=== Goal of the exercise ===
Word for word, restate every line from the one with "pub const BACKUP_SUFFIX: &str" through the end of the records below, both included, and add nothing.

-- Provided records follows --

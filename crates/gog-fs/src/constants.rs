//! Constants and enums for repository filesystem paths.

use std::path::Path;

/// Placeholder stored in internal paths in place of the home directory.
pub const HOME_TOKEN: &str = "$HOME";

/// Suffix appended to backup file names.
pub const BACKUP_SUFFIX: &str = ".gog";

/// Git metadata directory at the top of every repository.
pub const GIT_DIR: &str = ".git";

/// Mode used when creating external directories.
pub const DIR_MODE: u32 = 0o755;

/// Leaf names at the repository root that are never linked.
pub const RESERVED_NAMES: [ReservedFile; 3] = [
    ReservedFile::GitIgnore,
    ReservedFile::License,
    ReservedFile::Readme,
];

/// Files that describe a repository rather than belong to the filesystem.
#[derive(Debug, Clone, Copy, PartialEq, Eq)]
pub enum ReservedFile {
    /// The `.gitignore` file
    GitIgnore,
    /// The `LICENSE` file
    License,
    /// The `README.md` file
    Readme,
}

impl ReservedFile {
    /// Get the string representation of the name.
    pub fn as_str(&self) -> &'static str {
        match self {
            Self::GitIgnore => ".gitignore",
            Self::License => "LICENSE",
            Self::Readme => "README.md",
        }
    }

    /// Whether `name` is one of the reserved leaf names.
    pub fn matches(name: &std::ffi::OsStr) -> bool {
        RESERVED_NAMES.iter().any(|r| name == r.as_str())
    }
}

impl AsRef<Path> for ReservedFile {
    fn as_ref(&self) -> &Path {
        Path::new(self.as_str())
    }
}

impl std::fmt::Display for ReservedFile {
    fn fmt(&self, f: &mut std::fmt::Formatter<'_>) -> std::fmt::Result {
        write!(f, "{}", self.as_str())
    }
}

-- Provided records concluded --

=== Expected output ===
pub const BACKUP_SUFFIX: &str = ".gog";

/// Git metadata directory at the top of every repository.
pub const GIT_DIR: &str = ".git";

/// Mode used when creating external directories.
pub const DIR_MODE: u32 = 0o755;

/// Leaf names at the repository root that are never linked.
pub const RESERVED_NAMES: [ReservedFile; 3] = [
    ReservedFile::GitIgnore,
    ReservedFile::License,
    ReservedFile::Readme,
];

/// Files that describe a repository rather than belong to the filesystem.
#[derive(Debug, Clone, Copy, PartialEq, Eq)]
pub enum ReservedFile {
    /// The `.gitignore` file
    GitIgnore,
    /// The `LICENSE` file
    License,
    /// The `README.md` file
    Readme,
}

impl ReservedFile {
    /// Get the string representation of the name.
    pub fn as_str(&self) -> &'static str {
        match self {
            Self::GitIgnore => ".gitignore",
            Self::License => "LICENSE",
            Self::Readme => "README.md",
        }
    }

    /// Whether `name` is one of the reserved leaf names.
    pub fn matches(name: &std::ffi::OsStr) -> bool {
        RESERVED_NAMES.iter().any(|r| name == r.as_str())
    }
}

impl AsRef<Path> for ReservedFile {
    fn as_ref(&self) -> &Path {
        Path::new(self.as_str())
    }
}

impl std::fmt::Display for ReservedFile {
    fn fmt(&self, f: &mut std::fmt::Formatter<'_>) -> std::fmt::Result {
        write!(f, "{}", self.as_str())
    }
}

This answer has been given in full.